Il borgo viterbese, abitato da 11 persone e protagonista del cinema giapponese, entra nel progetto Paesini nato dalla collaborazione fra il collettivo What Italy Is ed EOLO per raccontare di chi ha realizzato i propri progetti di vita in piccoli comuni

La pandemia ha cambiato dinamiche e priorità: oggi in molti sognano di lasciare la città per vivere in un luogo con ritmi più lenti e spazi verdi, senza però perdere le opportunità lavorative e le comodità che i grandi centri urbani offrono.

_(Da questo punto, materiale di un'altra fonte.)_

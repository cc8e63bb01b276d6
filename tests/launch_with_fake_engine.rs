//! End-to-end launch, readiness and teardown through the public API, using
//! the in-memory engine so no Docker daemon is needed.

use std::collections::HashSet;
use std::net::Ipv4Addr;
use std::sync::Arc;
use std::time::Duration;

use pretty_assertions::assert_eq;
use tempdock::testing::{EngineCall, FakeConnector, FakeEngine, FakeOp};
use tempdock::{
    CONTAINER_TO_LOCALHOST_DNS, ContainerRequest, Launcher, LifecycleConfig, ShutdownStep,
    StepOutcome,
};

fn fake_launcher() -> (FakeEngine, Arc<FakeConnector>, Launcher) {
    let engine = FakeEngine::new();
    let connector = Arc::new(FakeConnector::new(engine.clone()));
    let launcher = Launcher::new(connector.clone(), LifecycleConfig::default());
    (engine, connector, launcher)
}

#[tokio::test]
async fn port_mapping_has_one_distinct_host_port_per_request() {
    let (engine, _, launcher) = fake_launcher();

    let request = ContainerRequest::new("nginx:1.25").ports([80, 443, 8080, 9000]);
    let handle = launcher.launch(&request, "web").await.unwrap();

    let mapping = handle.port_mapping();
    assert_eq!(mapping.len(), 4);
    let hosts: HashSet<u16> = mapping.iter().map(|(_, host)| host).collect();
    assert_eq!(hosts.len(), 4);
    assert!(hosts.iter().all(|p| *p >= 1024));

    let created = engine.container(handle.id()).unwrap();
    assert_eq!(created.spec.exposed_ports, vec![80, 443, 8080, 9000]);
    assert_eq!(created.host.port_bindings.len(), 4);

    handle.shutdown().await;
}

#[tokio::test]
async fn wait_for_port_sees_listener_on_mapped_port() {
    let (_, _, launcher) = fake_launcher();
    let handle = launcher
        .launch(&ContainerRequest::new("redis:4.0.11").port(6379), "redis")
        .await
        .unwrap();
    let mapped = handle.host_port(6379).unwrap();

    // Stand in for the engine's port proxy. The allocator released the port,
    // so binding it here normally succeeds.
    let listener = tokio::net::TcpListener::bind((Ipv4Addr::LOCALHOST, mapped))
        .await
        .unwrap();

    handle
        .wait_for_port_to_open(mapped, Duration::from_secs(2))
        .await
        .unwrap();

    drop(listener);
    handle.shutdown().await;
}

#[tokio::test]
async fn wait_for_port_times_out_when_nothing_listens() {
    let (_, _, launcher) = fake_launcher();
    let handle = launcher
        .launch(&ContainerRequest::new("redis:4.0.11").port(6379), "redis")
        .await
        .unwrap();
    let mapped = handle.host_port(6379).unwrap();

    let err = handle
        .wait_for_port_to_open(mapped, Duration::from_millis(300))
        .await
        .unwrap_err();
    assert!(err.is_timeout());

    handle.shutdown().await;
}

#[tokio::test]
async fn full_lifecycle_call_order() {
    let (engine, connector, launcher) = fake_launcher();

    let handle = launcher
        .launch(&ContainerRequest::new("redis:4.0.11"), "order")
        .await
        .unwrap();
    let id = handle.id().to_string();
    engine.append_logs(&id, "Ready to accept connections\n");
    handle
        .wait_for_log_line("Ready to accept connections", Duration::from_secs(1))
        .await
        .unwrap();
    let report = handle.shutdown().await;

    assert!(report.is_clean());
    let calls: Vec<&'static str> = engine
        .calls()
        .iter()
        .map(|c| match c {
            EngineCall::Ping => "ping",
            EngineCall::ImageExists { .. } => "inspect",
            EngineCall::Pull { .. } => "pull",
            EngineCall::Create { .. } => "create",
            EngineCall::Start { .. } => "start",
            EngineCall::Stop { .. } => "stop",
            EngineCall::Kill { .. } => "kill",
            EngineCall::Remove { .. } => "remove",
            EngineCall::Logs { .. } => "logs",
            EngineCall::RemoveImage { .. } => "rmi",
            EngineCall::Close => "close",
        })
        .collect();
    assert_eq!(
        calls,
        vec!["inspect", "pull", "create", "start", "logs", "stop", "remove", "close"]
    );
    assert!(connector.connections()[0].is_closed());
    assert!(!engine.container_exists(&id));
}

#[tokio::test]
async fn stubborn_container_is_killed_then_removed() {
    let (engine, _, launcher) = fake_launcher();
    let handle = launcher
        .launch(&ContainerRequest::new("redis:4.0.11"), "stubborn")
        .await
        .unwrap();
    engine.fail_on(FakeOp::Stop);

    let report = handle.shutdown_with_timeout(Duration::from_secs(3)).await;

    assert!(matches!(
        report.outcome(ShutdownStep::Stop),
        Some(StepOutcome::Failed(_))
    ));
    assert_eq!(
        report.outcome(ShutdownStep::Kill),
        Some(&StepOutcome::Succeeded)
    );
    assert_eq!(
        report.outcome(ShutdownStep::Remove),
        Some(&StepOutcome::Succeeded)
    );
    assert_eq!(engine.last_stop_grace(handle.id()), Some(Duration::from_secs(3)));
    assert_eq!(engine.container_count(), 0);
}

#[tokio::test]
async fn concurrent_launches_get_distinct_names_and_ports() {
    let (engine, connector, launcher) = fake_launcher();
    let launcher = Arc::new(launcher);
    engine.add_image("redis:4.0.11");

    let mut tasks = Vec::new();
    for _ in 0..4 {
        let launcher = launcher.clone();
        tasks.push(tokio::spawn(async move {
            launcher
                .launch(&ContainerRequest::new("redis:4.0.11").port(6379), "parallel")
                .await
        }));
    }

    let mut handles = Vec::new();
    for task in tasks {
        handles.push(task.await.unwrap().unwrap());
    }

    let names: HashSet<&str> = handles.iter().map(|h| h.name()).collect();
    assert_eq!(names.len(), 4);
    let ports: HashSet<u16> = handles.iter().filter_map(|h| h.host_port(6379)).collect();
    assert_eq!(ports.len(), 4);
    assert_eq!(connector.connection_count(), 4);

    for handle in &handles {
        handle.shutdown().await;
    }
    assert_eq!(engine.container_count(), 0);
}

#[tokio::test]
async fn host_alias_can_be_handed_to_the_container() {
    let (engine, _, launcher) = fake_launcher();
    let request =
        ContainerRequest::new("alpine:3.19").env("UPSTREAM_HOST", CONTAINER_TO_LOCALHOST_DNS);
    let handle = launcher.launch(&request, "alias").await.unwrap();

    let created = engine.container(handle.id()).unwrap();
    assert_eq!(
        created.spec.env,
        vec!["UPSTREAM_HOST=docker.for.mac.localhost".to_string()]
    );
    handle.shutdown().await;
}
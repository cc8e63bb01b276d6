//! Disposable Docker containers for integration tests.
//!
//! `tempdock` starts a container with its ports published on freshly
//! allocated host ports, waits until the workload inside is actually ready
//! (a port accepts connections or a log line appears), and tears it down
//! deterministically afterwards, escalating from a graceful stop to a kill
//! and always removing the container.
//!
//! Launch failures are returned as [`Error`]s. Shutdown never fails: each
//! step is attempted regardless of earlier failures and the outcomes are
//! logged and collected into a [`ShutdownReport`].

pub mod config;
pub mod container;
pub mod engine;
pub mod error;
pub mod image;
pub mod port;
pub mod testing;
pub mod wait;

pub use config::LifecycleConfig;
pub use container::{
    CONTAINER_TO_LOCALHOST_DNS, ContainerHandle, ContainerRequest, Launcher, PortMapping,
    ShutdownReport, ShutdownStep, StepOutcome, start_container,
};
pub use engine::{ContainerEngine, DockerConnector, EngineConnector, EngineError, docker_available};
pub use error::{ConfigError, Error, Result};
pub use image::Image;
pub use port::allocate_free_port;
pub use wait::{POLL_INTERVAL, wait_for};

E chi invece già vive in questi luoghi remoti può usufruire sempre di più dei vantaggi che la digitalizzazione ha portato e continuerà a portare, anche grazie alle risorse messe in campo dal PNRR.

A raccontare questo nuovo paradigma è “Paesini”, il progetto nato dalla collaborazione tra What Italy Is, collettivo di Content Creator che ha lo scopo di raccontare l’Italia oggi, ed EOLO, Società Benefit e principale operatore leader in Italia nella fornitura di connettività tramite la tecnologia FWA. Una serie di 52 storie che vivrà sui social e che durante tutto l’anno racconterà luoghi remoti del Paese e storie di persone comuni che proprio in queste località, anche grazie a internet, sono riuscite a realizzare il proprio sogno di vita.

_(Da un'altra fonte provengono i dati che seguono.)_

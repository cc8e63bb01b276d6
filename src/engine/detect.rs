//! Docker presence detection for skipping tests on machines without Docker.
//!
//! A missing daemon is an environment precondition, not a test failure, so
//! tests bail out early with the [`require_docker!`](crate::require_docker)
//! macro, which says whether Docker is missing or just not running.

/// Whether Docker-backed tests can run on this machine.
#[derive(Debug, Clone, Copy, PartialEq, Eq)]
pub enum DockerStatus {
    /// A daemon answered a ping.
    Available,
    /// No daemon answered and there is no `docker` binary on PATH.
    NotInstalled,
    /// The `docker` binary exists but no daemon answered.
    NotRunning,
}

impl DockerStatus {
    pub fn is_available(self) -> bool {
        self == DockerStatus::Available
    }

    /// Why Docker tests have to be skipped, or `None` if they can run.
    pub fn skip_reason(self) -> Option<&'static str> {
        match self {
            DockerStatus::Available => None,
            DockerStatus::NotInstalled => Some("docker isn't installed"),
            DockerStatus::NotRunning => Some("the docker daemon isn't running"),
        }
    }
}

/// Check whether Docker is installed and running.
///
/// A reachable daemon wins even without a local `docker` binary, since
/// `DOCKER_HOST` may point at a remote engine.
pub async fn check_docker() -> DockerStatus {
    if docker_available().await {
        return DockerStatus::Available;
    }
    if docker_binary_exists() {
        DockerStatus::NotRunning
    } else {
        DockerStatus::NotInstalled
    }
}

/// True if a Docker daemon answers a ping.
pub async fn docker_available() -> bool {
    crate::engine::connect_docker().await.is_ok()
}

/// Check if the `docker` binary exists on PATH.
fn docker_binary_exists() -> bool {
    let finder = if cfg!(windows) { "where" } else { "which" };
    std::process::Command::new(finder)
        .arg("docker")
        .stdout(std::process::Stdio::null())
        .stderr(std::process::Stdio::null())
        .status()
        .is_ok_and(|s| s.success())
}

/// Return early from the enclosing test when no Docker daemon is reachable.
///
/// Pass the value to return for tests that return a `Result`.
///
/// ```rust,ignore
/// #[tokio::test]
/// async fn starts_redis() {
///     tempdock::require_docker!();
///     // ...
/// }
///
/// #[tokio::test]
/// async fn starts_postgres() -> anyhow::Result<()> {
///     tempdock::require_docker!(Ok(()));
///     // ...
///     Ok(())
/// }
/// ```
#[macro_export]
macro_rules! require_docker {
    () => {
        $crate::require_docker!(())
    };
    ($skip:expr) => {
        if let Some(reason) = $crate::engine::check_docker().await.skip_reason() {
            eprintln!("Docker tests ignored because {reason}");
            return $skip;
        }
    };
}
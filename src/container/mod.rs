//! Disposable container lifecycle: launch, readiness, teardown.
//!
//! # Architecture
//!
//! ```text
//! ┌───────────────────────────────────────────────────────────────────────────┐
//! │                              Launcher                                      │
//! │                                                                            │
//! │   launch(request, prefix)                                                  │
//! │         │                                                                  │
//! │         ▼                                                                  │
//! │   ┌──────────────┐     ┌──────────────┐     ┌──────────────────────────┐  │
//! │   │ Resolve      │────▶│ Allocate     │────▶│ Pull Image (if missing   │  │
//! │   │ Binds & Env  │     │ Host Ports   │     │ or forced)               │  │
//! │   └──────────────┘     └──────────────┘     └──────────────────────────┘  │
//! │                                                        │                   │
//! │                                                        ▼                   │
//! │                                              ┌──────────────────────────┐  │
//! │                                              │ Create & Start Container │  │
//! │                                              └──────────────────────────┘  │
//! └───────────────────────────────────────────────────────────┬───────────────┘
//!                                                             ▼
//! ┌───────────────────────────────────────────────────────────────────────────┐
//! │                           ContainerHandle                                  │
//! │                                                                            │
//! │   wait_for_port_to_open / wait_for_log_line   (poll every 50ms)           │
//! │                                                                            │
//! │   shutdown():  stop ──(failed)──▶ kill ──▶ remove ──▶ close               │
//! │                  └──────(ok)────────────────▲                              │
//! └───────────────────────────────────────────────────────────────────────────┘
//! ```
//!
//! # Example
//!
//! ```rust,no_run
//! use std::time::Duration;
//!
//! use tempdock::{ContainerRequest, start_container};
//!
//! # async fn example() -> Result<(), Box<dyn std::error::Error>> {
//! // Pin the tag so tests stay reproducible.
//! let request = ContainerRequest::new("redis:4.0.11")
//!     .env("FOO", "BAR")
//!     .port(6379);
//!
//! let container = start_container(&request, "example-redis").await?;
//! container
//!     .wait_for_log_line("Ready to accept connections", Duration::from_secs(10))
//!     .await?;
//!
//! let local_port = container.host_port(6379).unwrap_or_default();
//! println!("redis is up on local port {local_port}");
//!
//! container.shutdown().await;
//! # Ok(())
//! # }
//! ```

/// Hostname a container uses to reach services on the host under Docker
/// Desktop for Mac.
pub const CONTAINER_TO_LOCALHOST_DNS: &str = "docker.for.mac.localhost";

pub mod handle;
pub mod launcher;
pub mod request;
pub mod shutdown;

pub use handle::ContainerHandle;
pub use launcher::{Launcher, start_container};
pub use request::{ContainerRequest, PortMapping};
pub use shutdown::{KILL_SIGNAL, ShutdownReport, ShutdownStep, StepOutcome, shutdown_container};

Dopo aver scoperto e documentato i racconti di piccoli comuni del Piemonte, del Veneto, del Friuli-Venezia Giulia, della Liguria e dell’Emilia-Romagna, il viaggio fa ora tappa nel Lazio, a 28km da Viterbo. Più precisamente a Civita di Bagnoregio, un piccolo borgo che sorge nella Valle dei Calanchi, tra il lago di Bolsena e la Valle del Tevere, e conta solo 11 abitanti. Le caratteristiche morfologiche e paesaggistiche hanno reso questo luogo una meta turistica rinomata, ispirando registi del calibro di Hayao Miyazaki.

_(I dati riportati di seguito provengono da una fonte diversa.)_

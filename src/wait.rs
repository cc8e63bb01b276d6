//! Bounded-retry readiness polling.
//!
//! Engines do not push readiness events, so readiness is detected by polling
//! a predicate on a fixed interval until it succeeds or a deadline passes.
//! Evaluations start on a fixed cadence measured from the previous start, so
//! as long as one evaluation is shorter than the interval a wait returns no
//! later than one interval past its timeout.

use std::fmt::Display;
use std::future::Future;
use std::net::SocketAddr;
use std::time::Duration;

use tokio::net::TcpStream;
use tokio::time::Instant;

use crate::error::{Error, Result};

/// Interval between predicate evaluations.
pub const POLL_INTERVAL: Duration = Duration::from_millis(50);

/// Poll `predicate` every [`POLL_INTERVAL`] until it returns `Ok` or
/// `timeout` elapses.
pub async fn wait_for<F, Fut, E>(predicate: F, timeout: Duration) -> Result<()>
where
    F: FnMut() -> Fut,
    Fut: Future<Output = std::result::Result<(), E>>,
    E: Display,
{
    wait_for_with_interval(predicate, timeout, POLL_INTERVAL).await
}

/// Poll `predicate` every `interval` until it returns `Ok` or `timeout`
/// elapses.
///
/// Evaluations never overlap: each one is awaited before the next starts.
/// The next evaluation starts one `interval` after the previous one started,
/// not after it finished.
/// Predicate errors do not stop polling; the last one is carried by the
/// [`Error::ReadinessTimeout`] returned when the deadline passes.
pub async fn wait_for_with_interval<F, Fut, E>(
    mut predicate: F,
    timeout: Duration,
    interval: Duration,
) -> Result<()>
where
    F: FnMut() -> Fut,
    Fut: Future<Output = std::result::Result<(), E>>,
    E: Display,
{
    let deadline = Instant::now() + timeout;
    let mut attempts: u32 = 0;

    loop {
        let attempt_start = Instant::now();
        attempts = attempts.saturating_add(1);
        let last_error = match predicate().await {
            Ok(()) => {
                tracing::trace!("Predicate succeeded after {} attempts", attempts);
                return Ok(());
            }
            Err(e) => e.to_string(),
        };

        if Instant::now() >= deadline {
            return Err(Error::ReadinessTimeout {
                timeout,
                attempts,
                last_error: Some(last_error),
            });
        }

        tracing::trace!("Predicate not yet satisfied: {}", last_error);
        // Returns at once if the evaluation already took a full interval.
        tokio::time::sleep_until(attempt_start + interval).await;
    }
}

/// Dial `addr` once; succeed iff the TCP handshake completes within
/// `dial_timeout`. The connection is dropped immediately.
pub async fn check_port_open(addr: SocketAddr, dial_timeout: Duration) -> std::io::Result<()> {
    match tokio::time::timeout(dial_timeout, TcpStream::connect(addr)).await {
        Ok(Ok(_stream)) => Ok(()),
        Ok(Err(e)) => Err(e),
        Err(_) => Err(std::io::Error::new(
            std::io::ErrorKind::TimedOut,
            format!("connect to {addr} timed out after {dial_timeout:?}"),
        )),
    }
}

/// True if any newline-separated line of `logs` contains `needle` literally.
pub fn logs_contain(logs: &[u8], needle: &str) -> bool {
    String::from_utf8_lossy(logs)
        .split('\n')
        .any(|line| line.contains(needle))
}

Notorietà e fascino di questo paesino sono legati a diversi fattori, a partire dalla bellezza del suo belvedere, da cui i turisti di tutto il mondo possono ammirare il ponte che sembra quasi sospeso, una serie di piccole case che sembrano venir fuori da un lembo di montagna e al centro il campanile della chiesa che spicca. A questo si aggiunge la definizione che lo scrittore Bonaventura Tecchi ha dato a Civita di Bagnoregio, ovvero “La città che muore” e ciò trasforma la visita in una scoperta (o riscoperta).

Il collettivo ha raccolto anche la testimonianza di Desiree’, una giovane ragazza che lavora in paese da molti anni e che ha descritto come, prima della pandemia, Civita fosse presa d’assalto da turisti provenienti, in particolare, da Cina e Giappone. Internet, i social media e i film d’animazione di successo sono stati il cavallo vincente che ha portato ad avere fino a 13.000 accessi in un solo giorno. Negli ultimi due anni, il flusso turistico si è modificato: fra le strade del borgo, piene di gatti che scorrazzano in libertà, ci sono tanti italiani, sia nel weekend che durante la settimana, che passeggiano per il borgo in serenità, pronti a catturare ogni frammento di questo suggestivo luogo.